[Dataset entries]

○ ○ ○ ○

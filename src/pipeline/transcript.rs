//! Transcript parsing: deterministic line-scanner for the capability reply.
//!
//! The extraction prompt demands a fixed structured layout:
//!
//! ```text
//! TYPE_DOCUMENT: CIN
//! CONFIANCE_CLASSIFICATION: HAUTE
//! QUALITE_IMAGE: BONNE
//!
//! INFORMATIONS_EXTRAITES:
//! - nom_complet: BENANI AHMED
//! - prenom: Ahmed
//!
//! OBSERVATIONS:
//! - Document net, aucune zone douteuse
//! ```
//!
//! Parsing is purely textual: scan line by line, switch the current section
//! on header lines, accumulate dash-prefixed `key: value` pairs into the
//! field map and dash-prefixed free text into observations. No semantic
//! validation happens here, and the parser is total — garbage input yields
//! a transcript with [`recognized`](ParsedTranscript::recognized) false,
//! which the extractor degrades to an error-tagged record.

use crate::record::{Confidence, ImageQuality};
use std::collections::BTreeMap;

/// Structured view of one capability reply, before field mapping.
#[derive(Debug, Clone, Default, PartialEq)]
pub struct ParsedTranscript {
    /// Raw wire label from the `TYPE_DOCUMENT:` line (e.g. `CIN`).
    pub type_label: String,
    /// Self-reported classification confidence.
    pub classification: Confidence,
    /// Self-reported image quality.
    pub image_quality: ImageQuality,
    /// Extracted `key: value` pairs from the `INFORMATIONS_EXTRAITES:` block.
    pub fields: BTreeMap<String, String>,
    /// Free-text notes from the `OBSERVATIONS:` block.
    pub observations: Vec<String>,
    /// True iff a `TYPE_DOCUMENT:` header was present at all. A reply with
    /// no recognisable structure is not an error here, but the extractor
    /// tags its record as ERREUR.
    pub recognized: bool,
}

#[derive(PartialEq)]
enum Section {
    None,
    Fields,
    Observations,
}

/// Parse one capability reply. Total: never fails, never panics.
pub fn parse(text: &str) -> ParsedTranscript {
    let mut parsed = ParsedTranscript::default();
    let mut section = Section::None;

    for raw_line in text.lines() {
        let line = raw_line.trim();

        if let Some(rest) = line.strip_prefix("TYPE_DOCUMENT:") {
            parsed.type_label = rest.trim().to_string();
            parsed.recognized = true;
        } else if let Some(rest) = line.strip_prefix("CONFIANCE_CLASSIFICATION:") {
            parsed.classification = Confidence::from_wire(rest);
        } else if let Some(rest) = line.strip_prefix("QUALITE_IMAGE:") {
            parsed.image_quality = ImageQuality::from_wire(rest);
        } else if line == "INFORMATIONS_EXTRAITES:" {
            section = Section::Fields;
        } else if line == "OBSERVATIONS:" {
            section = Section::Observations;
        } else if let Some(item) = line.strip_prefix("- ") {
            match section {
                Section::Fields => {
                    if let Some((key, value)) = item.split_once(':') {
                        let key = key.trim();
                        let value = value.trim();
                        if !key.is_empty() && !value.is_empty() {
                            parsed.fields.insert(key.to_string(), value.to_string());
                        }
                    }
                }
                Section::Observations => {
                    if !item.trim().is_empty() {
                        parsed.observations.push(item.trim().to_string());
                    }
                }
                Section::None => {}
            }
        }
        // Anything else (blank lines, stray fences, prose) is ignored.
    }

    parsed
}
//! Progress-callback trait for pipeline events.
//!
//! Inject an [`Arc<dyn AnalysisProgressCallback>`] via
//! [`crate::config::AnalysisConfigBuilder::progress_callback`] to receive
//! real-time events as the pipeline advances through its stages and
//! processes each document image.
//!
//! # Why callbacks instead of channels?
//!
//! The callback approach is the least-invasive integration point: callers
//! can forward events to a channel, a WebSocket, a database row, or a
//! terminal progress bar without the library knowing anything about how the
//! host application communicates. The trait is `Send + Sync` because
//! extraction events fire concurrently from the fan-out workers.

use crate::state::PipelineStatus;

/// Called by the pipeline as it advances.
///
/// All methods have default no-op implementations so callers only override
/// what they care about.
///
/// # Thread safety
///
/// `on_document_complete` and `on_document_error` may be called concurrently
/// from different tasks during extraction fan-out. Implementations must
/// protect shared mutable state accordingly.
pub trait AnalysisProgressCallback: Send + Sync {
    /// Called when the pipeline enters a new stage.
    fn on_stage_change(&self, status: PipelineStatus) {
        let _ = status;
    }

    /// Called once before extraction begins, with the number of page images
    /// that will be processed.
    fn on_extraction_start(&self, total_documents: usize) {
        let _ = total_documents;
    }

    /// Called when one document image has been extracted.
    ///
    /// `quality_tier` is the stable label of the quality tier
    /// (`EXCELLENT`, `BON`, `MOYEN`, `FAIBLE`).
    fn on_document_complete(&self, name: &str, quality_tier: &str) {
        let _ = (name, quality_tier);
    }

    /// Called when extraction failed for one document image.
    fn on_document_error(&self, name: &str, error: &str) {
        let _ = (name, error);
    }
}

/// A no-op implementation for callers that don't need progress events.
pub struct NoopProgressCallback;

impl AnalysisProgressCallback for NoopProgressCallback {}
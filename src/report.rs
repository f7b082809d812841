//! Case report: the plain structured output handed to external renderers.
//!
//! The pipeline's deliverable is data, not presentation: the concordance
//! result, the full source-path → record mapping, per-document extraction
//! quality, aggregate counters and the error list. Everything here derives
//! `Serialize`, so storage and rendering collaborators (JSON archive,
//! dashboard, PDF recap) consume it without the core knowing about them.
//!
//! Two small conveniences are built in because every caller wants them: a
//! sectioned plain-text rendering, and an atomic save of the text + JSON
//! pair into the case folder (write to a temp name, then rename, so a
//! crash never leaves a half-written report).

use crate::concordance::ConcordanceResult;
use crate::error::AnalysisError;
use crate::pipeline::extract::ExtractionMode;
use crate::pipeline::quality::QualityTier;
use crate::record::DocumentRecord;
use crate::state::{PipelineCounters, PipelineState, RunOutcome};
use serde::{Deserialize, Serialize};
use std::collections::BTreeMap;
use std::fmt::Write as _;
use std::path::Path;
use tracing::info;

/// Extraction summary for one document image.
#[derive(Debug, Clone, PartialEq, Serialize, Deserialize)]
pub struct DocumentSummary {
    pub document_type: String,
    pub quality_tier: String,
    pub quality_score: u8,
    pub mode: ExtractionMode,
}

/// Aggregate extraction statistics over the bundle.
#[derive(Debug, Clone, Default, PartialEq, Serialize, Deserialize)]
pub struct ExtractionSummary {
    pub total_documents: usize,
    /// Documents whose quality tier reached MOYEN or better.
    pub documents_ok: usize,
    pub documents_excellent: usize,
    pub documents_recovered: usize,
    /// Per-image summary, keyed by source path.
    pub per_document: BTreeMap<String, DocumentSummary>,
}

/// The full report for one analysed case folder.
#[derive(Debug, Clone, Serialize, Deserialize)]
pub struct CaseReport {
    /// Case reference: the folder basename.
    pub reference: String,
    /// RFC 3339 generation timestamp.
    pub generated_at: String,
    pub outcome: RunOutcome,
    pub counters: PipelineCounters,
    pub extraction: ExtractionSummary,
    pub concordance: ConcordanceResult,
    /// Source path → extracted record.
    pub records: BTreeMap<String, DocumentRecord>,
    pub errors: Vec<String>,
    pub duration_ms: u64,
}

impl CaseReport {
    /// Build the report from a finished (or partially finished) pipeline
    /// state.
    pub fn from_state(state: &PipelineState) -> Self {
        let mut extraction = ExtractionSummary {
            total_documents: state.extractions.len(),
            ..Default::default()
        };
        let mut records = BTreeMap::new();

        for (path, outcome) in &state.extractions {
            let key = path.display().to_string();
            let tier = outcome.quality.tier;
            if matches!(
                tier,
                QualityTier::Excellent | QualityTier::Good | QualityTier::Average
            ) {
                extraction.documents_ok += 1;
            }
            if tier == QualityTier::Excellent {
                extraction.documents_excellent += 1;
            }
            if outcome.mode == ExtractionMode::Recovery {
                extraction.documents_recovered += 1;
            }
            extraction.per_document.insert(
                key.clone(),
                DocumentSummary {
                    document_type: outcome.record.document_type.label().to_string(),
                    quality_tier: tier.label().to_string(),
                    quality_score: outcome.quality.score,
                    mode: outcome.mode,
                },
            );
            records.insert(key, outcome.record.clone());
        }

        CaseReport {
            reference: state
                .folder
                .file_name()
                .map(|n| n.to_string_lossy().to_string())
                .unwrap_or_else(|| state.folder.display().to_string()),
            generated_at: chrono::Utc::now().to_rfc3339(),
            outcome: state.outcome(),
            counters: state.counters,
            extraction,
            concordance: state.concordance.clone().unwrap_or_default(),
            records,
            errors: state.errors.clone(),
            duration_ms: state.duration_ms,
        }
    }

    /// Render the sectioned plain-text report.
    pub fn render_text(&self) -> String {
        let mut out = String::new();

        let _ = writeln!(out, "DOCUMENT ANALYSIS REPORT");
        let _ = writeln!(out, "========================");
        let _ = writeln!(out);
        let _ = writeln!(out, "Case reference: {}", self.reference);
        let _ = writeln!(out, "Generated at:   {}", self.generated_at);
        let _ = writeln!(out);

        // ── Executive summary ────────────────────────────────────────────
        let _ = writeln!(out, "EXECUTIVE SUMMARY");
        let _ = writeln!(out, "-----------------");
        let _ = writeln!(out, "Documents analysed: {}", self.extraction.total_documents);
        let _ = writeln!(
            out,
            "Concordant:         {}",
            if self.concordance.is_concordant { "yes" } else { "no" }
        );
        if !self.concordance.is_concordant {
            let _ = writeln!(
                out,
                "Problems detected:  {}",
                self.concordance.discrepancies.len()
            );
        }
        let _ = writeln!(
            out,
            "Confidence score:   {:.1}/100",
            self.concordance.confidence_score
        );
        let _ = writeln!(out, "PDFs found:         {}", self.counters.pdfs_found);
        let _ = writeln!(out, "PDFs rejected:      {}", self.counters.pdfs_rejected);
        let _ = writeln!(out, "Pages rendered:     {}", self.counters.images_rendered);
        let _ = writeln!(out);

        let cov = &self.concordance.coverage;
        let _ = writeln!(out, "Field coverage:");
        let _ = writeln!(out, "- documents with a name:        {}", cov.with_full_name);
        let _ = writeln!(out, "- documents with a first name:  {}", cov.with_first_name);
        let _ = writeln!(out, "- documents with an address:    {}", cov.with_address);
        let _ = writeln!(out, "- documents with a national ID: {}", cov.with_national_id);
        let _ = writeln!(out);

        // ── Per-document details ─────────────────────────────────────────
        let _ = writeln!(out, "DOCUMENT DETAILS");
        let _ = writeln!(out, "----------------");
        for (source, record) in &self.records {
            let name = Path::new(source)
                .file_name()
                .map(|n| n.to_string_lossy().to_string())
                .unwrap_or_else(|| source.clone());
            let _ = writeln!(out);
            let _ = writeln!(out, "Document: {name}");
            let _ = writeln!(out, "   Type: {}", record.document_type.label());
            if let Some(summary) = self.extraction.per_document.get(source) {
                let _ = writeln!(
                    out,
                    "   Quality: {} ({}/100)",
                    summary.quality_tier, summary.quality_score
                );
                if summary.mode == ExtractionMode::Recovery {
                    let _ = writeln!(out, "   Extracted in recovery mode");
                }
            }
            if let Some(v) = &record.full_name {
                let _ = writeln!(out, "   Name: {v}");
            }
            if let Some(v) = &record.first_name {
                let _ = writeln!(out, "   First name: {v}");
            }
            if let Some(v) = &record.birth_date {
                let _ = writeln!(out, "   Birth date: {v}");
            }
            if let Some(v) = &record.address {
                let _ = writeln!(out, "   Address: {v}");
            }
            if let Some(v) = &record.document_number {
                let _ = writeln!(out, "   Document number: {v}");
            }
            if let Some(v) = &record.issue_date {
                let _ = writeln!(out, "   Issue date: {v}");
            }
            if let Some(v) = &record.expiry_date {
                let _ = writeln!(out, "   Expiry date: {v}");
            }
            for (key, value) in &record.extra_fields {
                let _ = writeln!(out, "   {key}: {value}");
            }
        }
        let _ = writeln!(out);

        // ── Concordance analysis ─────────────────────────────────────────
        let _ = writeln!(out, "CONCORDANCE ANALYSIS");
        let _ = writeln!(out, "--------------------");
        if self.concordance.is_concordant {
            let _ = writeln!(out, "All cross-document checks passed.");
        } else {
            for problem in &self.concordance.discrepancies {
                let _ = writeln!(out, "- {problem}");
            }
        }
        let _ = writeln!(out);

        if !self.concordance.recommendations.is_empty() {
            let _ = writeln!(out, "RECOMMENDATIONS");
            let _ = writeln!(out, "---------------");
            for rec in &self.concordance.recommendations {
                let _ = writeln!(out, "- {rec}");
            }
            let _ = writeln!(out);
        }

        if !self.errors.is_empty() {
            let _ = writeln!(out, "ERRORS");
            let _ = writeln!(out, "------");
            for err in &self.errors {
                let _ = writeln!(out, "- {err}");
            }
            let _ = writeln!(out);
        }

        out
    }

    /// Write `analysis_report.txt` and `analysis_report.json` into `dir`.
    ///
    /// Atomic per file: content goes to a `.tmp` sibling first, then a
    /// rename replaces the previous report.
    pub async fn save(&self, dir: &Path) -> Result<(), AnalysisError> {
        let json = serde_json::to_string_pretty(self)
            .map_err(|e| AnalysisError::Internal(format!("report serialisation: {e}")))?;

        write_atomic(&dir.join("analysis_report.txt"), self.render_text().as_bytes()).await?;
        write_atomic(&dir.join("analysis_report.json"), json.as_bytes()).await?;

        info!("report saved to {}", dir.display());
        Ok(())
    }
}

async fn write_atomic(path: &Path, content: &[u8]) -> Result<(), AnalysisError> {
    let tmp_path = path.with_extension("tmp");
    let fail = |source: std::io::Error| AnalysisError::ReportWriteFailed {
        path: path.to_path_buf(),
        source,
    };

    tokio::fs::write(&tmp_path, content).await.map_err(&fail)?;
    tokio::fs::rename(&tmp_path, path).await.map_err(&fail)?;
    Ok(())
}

○ ○ ○ ○

What lines above hold the word "them"? Pull each one out.

//! dashboard, PDF recap) consume it without the core knowing about them.
//! Two small conveniences are built in because every caller wants them: a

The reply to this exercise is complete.